These are words I grew up with. To be sung at sporting events and public celebrations, while waving a little plastic Union Jack and being carried along with the crowd. Even if you haven’t come across them before, you will have heard the tune: it immediately calls to mind the maritime, stubborn spirit of the United Kingdom of Great Britain and Northern Ireland. We will not be conquered – we fought off the Germans, twice! We stand for freedom. We invented democracy. Did you know we banned slavery before anyone else?

It’s catchy, this sort of thing. It rings out in the public sphere, and fades till it becomes a hum, till it becomes part of the white noise that lingers in the imagination even when all else is silent. Britons never shall be slaves. If our nation were one of the Seven Kingdoms, and the House of Windsor were our liege-lords, these would be their words. You don’t need to know much about blowing gales(1) to know the power that such songs command.

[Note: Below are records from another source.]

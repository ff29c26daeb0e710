//! Bidirectional verification relationships between parties.
//!
//! [`VerificationStore`] owns the request lifecycle (create, accept, deny,
//! remove) and group tagging; [`RelationshipQueries`] answers read-side
//! questions over the same records, up to two hops out.

pub mod config;
pub mod error;
pub mod events;
pub mod query;
pub mod store;

pub use config::Config;
pub use error::{Result, VerificationError};
pub use events::{Broadcaster, EventSink, NoopSink};
pub use query::{RelationshipQueries, VerificationQuery};
pub use store::VerificationStore;

pub use vouch_types::{
    Cursor, Direction, GroupMap, Page, PageRequest, PartyRef, Verification, VerificationConfig,
    VerificationEvent, VerificationGroup, VerificationStatus,
};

I can remember, when I was small, I just took all this on board. I’d see my mother proudly singing along while watching the Last Night of the Proms. Afterwards, she explained to me why they were important. We Brits have a proud naval tradition, she said, and that protects us from our enemies.

Rule Britannia! was written in 1740 by a Scottish poet called James Thomson. It was part of a production about Alfred the Great – the original patron of the English navy – written to mirror a spate of recent victories scored by the British navy against the Spaniards. It struck a chord, so to speak, and rapidly entered into the popular songbook. Nowadays, nobody really remembers the full lyrics: it’s just the short refrain above that is sung, with great ardour, over and over and over.

It is true, of course, that British sea power has been instrumental in protecting Britain and Northern Ireland from foreign invasion. From the sinking of the Spanish Armada onwards, there has been a sort of popular superstition amongst the British people that the seas and skies themselves defend our island – a tsunami of the occident – with our navy standing guard in their stead. Our seas are to us what Russian winters are to Moscow. Our navy made Operation Sea Lion a pipe dream, unless our air force was removed first.

But the last bit of the words – the indefinite proclamation, never shall be slaves – is a darker matter. Because it isn’t true. Not even a bit of it.

Britons have been – and still are – frequently enslaved. Whether we’re talking about entire Cornish villages being carted off by pirates from the Barbary Coast, or modern-day debt slaves in quiet suburban streets, the ardent claim made by Rule Britannia! rings rather hollow. And the history of the British Empire’s relationship to slavery is anything but noble. I suppose it could be read as aspirational; that slavery is inimicable with British values, even if the reality it somewhat different.

But beyond this, there is another story to be told. A sad one, with a horrible ending.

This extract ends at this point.